A second pogrom took place in the last days of July 1941 and was called "Petliura Days " (Aktion Petliura) after the assassinated Ukrainian leader Symon Petliura.[16] The killings were organized with German encouragement, while Ukrainian militants from outside the city joined the fray with farm tools. In the morning of 25 July, militants began to assemble at the city's police stations. Accompanied by the Ukrainian Auxiliary Police, they assaulted Jews on the streets with clubs, axes and knives. In the afternoon, arrests and looting began. Consulting prepared lists, policemen arrested Jews in their homes, while civilians participated in acts of violence against Jews in the streets. Many were killed out of sight. According to Yad Vashem, about 2,000 people were murdered in approximately three days.[35]
Number of victims
The estimates for the total number of victims vary. A subsequent account by the Lviv Judenrat estimated that 2,000 Jews disappeared or were killed in the first days of July. A German security report of 16 July stated that 7,000 Jews were "captured and shot". The former is possibly an undercounting, while the German numbers are likely exaggerated, in order to impress higher command.[36]
According to the Encyclopedia of Camps and Ghettos, 1933–1945, the first pogrom resulted in 2,000 to 5,000 Jewish victims. An additional 2,500 to 3,000 Jews were shot in the Einsatzgruppen killings that immediately followed. During the so-called "Petliura Days" massacre of late July, more than 1,000 Jews were killed.[16] According to the historian Peter Longerich, the first pogrom cost at least 4,000 lives. It was followed by the additional 2,500 to 3,000 arrests and executions in subsequent Einsatzgruppen killings, with "Petliura Days" resulting in more than 2,000 victims.[37]
The historian Dieter Pohl estimates that 4,000 of Lviv's Jews were killed in the pogroms between 1 and 25 July.[38] According to the historian Richard Breitman, 5,000 Jews died as a result of the pogroms. In addition, some 3,000 mostly Jews were executed in the municipal stadium by the Germans.[39]
Aftermath
German propaganda passed off all victims of the NKVD killings in Lviv as Ukrainians, although about one-third of the names on the Soviet prisoner lists were distinctly Polish or Jewish.[40] Over the next two years both German and pro-Nazi Ukrainian press—including Ukrains'ki shchodenni visti and Krakivs'ki visti—went on to describe horrific acts of chekist (Soviet secret police) torture, real or imagined.[40] German propaganda newsreels implicated Soviet Jews in the killing of Ukrainians, and were broadcast across occupied Europe.[40]
In declaring the Ukrainian state, the OUN leadership hoped that the Nazi authorities would accept a fascist Ukraine as a puppet state.
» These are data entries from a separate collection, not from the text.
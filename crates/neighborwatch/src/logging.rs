//! Logging configuration for neighborwatch.
//!
//! Logs go to stderr so that command output on stdout (tables, JSON, alert
//! text) stays machine-readable.

use tracing::Level;
use tracing_subscriber::{fmt, prelude::*, EnvFilter};

/// Verbosity level for logging output.
#[derive(Debug, Clone, Copy, PartialEq, Eq, Default)]
pub enum Verbosity {
    /// Suppress all output except errors.
    Quiet,
    /// Warnings and errors only.
    #[default]
    Normal,
    /// Informational messages and above.
    Verbose,
    /// Everything, including per-poll feed traces.
    Trace,
}

impl Verbosity {
    /// Map `-q` and the `-v` count to a verbosity.
    #[must_use]
    pub fn from_flags(quiet: bool, verbose: u8) -> Self {
        if quiet {
            return Self::Quiet;
        }
        match verbose {
            0 => Self::Normal,
            1 => Self::Verbose,
            _ => Self::Trace,
        }
    }

    /// Convert verbosity to tracing level filter.
    #[must_use]
    pub fn to_level_filter(&self) -> Level {
        match self {
            Self::Quiet => Level::ERROR,
            Self::Normal => Level::WARN,
            Self::Verbose => Level::DEBUG,
            Self::Trace => Level::TRACE,
        }
    }

    /// Default `EnvFilter` directive for this verbosity.
    #[must_use]
    pub fn directive(&self) -> String {
        format!("neighborwatch={}", self.to_level_filter())
    }
}

/// Initialize the logging system.
///
/// `RUST_LOG` takes precedence over `verbosity` when set.
///
/// # Examples
///
/// ```no_run
/// use neighborwatch::{init_logging, logging::Verbosity};
///
/// init_logging(Verbosity::Verbose);
/// ```
pub fn init_logging(verbosity: Verbosity) {
    let env_filter = EnvFilter::try_from_default_env()
        .unwrap_or_else(|_| EnvFilter::new(verbosity.directive()));

    let subscriber = tracing_subscriber::registry().with(env_filter).with(
        fmt::layer()
            .with_writer(std::io::stderr)
            .with_target(true)
            .with_thread_ids(false)
            .with_file(false)
            .with_line_number(false),
    );

    // Ignore the error if a subscriber is already set.
    let _ = subscriber.try_init();
}

/// Initialize logging for tests.
#[cfg(test)]
pub fn init_test_logging() {
    let _ = tracing_subscriber::fmt()
        .with_env_filter("warn")
        .with_test_writer()
        .try_init();
}

#[cfg(test)]
mod tests {
    use super::*;

    #[test]
    fn test_verbosity_to_level() {
        assert_eq!(Verbosity::Quiet.to_level_filter(), Level::ERROR);
        assert_eq!(Verbosity::Normal.to_level_filter(), Level::WARN);
        assert_eq!(Verbosity::Verbose.to_level_filter(), Level::DEBUG);
        assert_eq!(Verbosity::Trace.to_level_filter(), Level::TRACE);
    }

    #[test]
    fn test_verbosity_from_flags() {
        assert_eq!(Verbosity::from_flags(true, 2), Verbosity::Quiet);
        assert_eq!(Verbosity::from_flags(false, 0), Verbosity::Normal);
        assert_eq!(Verbosity::from_flags(false, 1), Verbosity::Verbose);
        assert_eq!(Verbosity::from_flags(false, 5), Verbosity::Trace);
    }

    #[test]
    fn test_verbosity_directive() {
        assert_eq!(Verbosity::Verbose.directive(), "neighborwatch=DEBUG");
        assert!(EnvFilter::try_new(Verbosity::Trace.directive()).is_ok());
    }

    #[test]
    fn test_verbosity_default() {
        assert_eq!(Verbosity::default(), Verbosity::Normal);
    }

    #[test]
    fn test_init_logging_with_all_verbosity_levels() {
        // Only the first call installs a subscriber.
        init_logging(Verbosity::Quiet);
        init_logging(Verbosity::Normal);
        init_logging(Verbosity::Verbose);
        init_logging(Verbosity::Trace);
    }

    #[test]
    fn test_init_test_logging_does_not_panic() {
        init_test_logging();
    }
}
These hopes had been fueled by the circle around Alfred Rosenberg, who was subsequently appointed as head of the Reich Ministry for the Occupied Eastern Territories and within Abwehr. Hitler, however, was adamantly opposed to Ukrainian statehood, having set his sights on the ruthless economic exploitation of the newly acquired colonial territories. Bandera was arrested on 5 July and placed under house arrest in Berlin. On 15 September, he was again arrested and spent the next three years as a privileged political prisoner in Germany. He was released in October 1944 to resume his cooperation with the Germans.[41]
The Nachtigall Battalion was not directly implicated in the Lviv pogrom as an organised formation. Survivors observed Ukrainians in Wehrmacht uniforms participating in the pogroms, but it remains unclear what role the battalion played. The Ukrainian speakers may have been translators attached to other units. Nevertheless, records show that the Nachtigall Battalion subsequently took part in the mass shootings of Jews near Vinnytsia in July 1941.[42]
The Lwów Ghetto was established in November 1941 on the orders of SS-Brigadeführer Fritz Katzmann, the SS and Police Leader (SSPF) of Lemberg.[43] At its peak, the ghetto held some 120,000 Jews, most of whom were deported to the Belzec extermination camp or killed locally during the next two years. Following the 1941 pogroms and Einsatzgruppe killings, harsh conditions in the ghetto and deportations to Belzec and the Janowska concentration camp had resulted in the almost complete annihilation of the Jewish population. By the time Soviet forces reached Lviv on 21 July 1944, less than 1 per cent of Lviv's Jews had survived the occupation.[16]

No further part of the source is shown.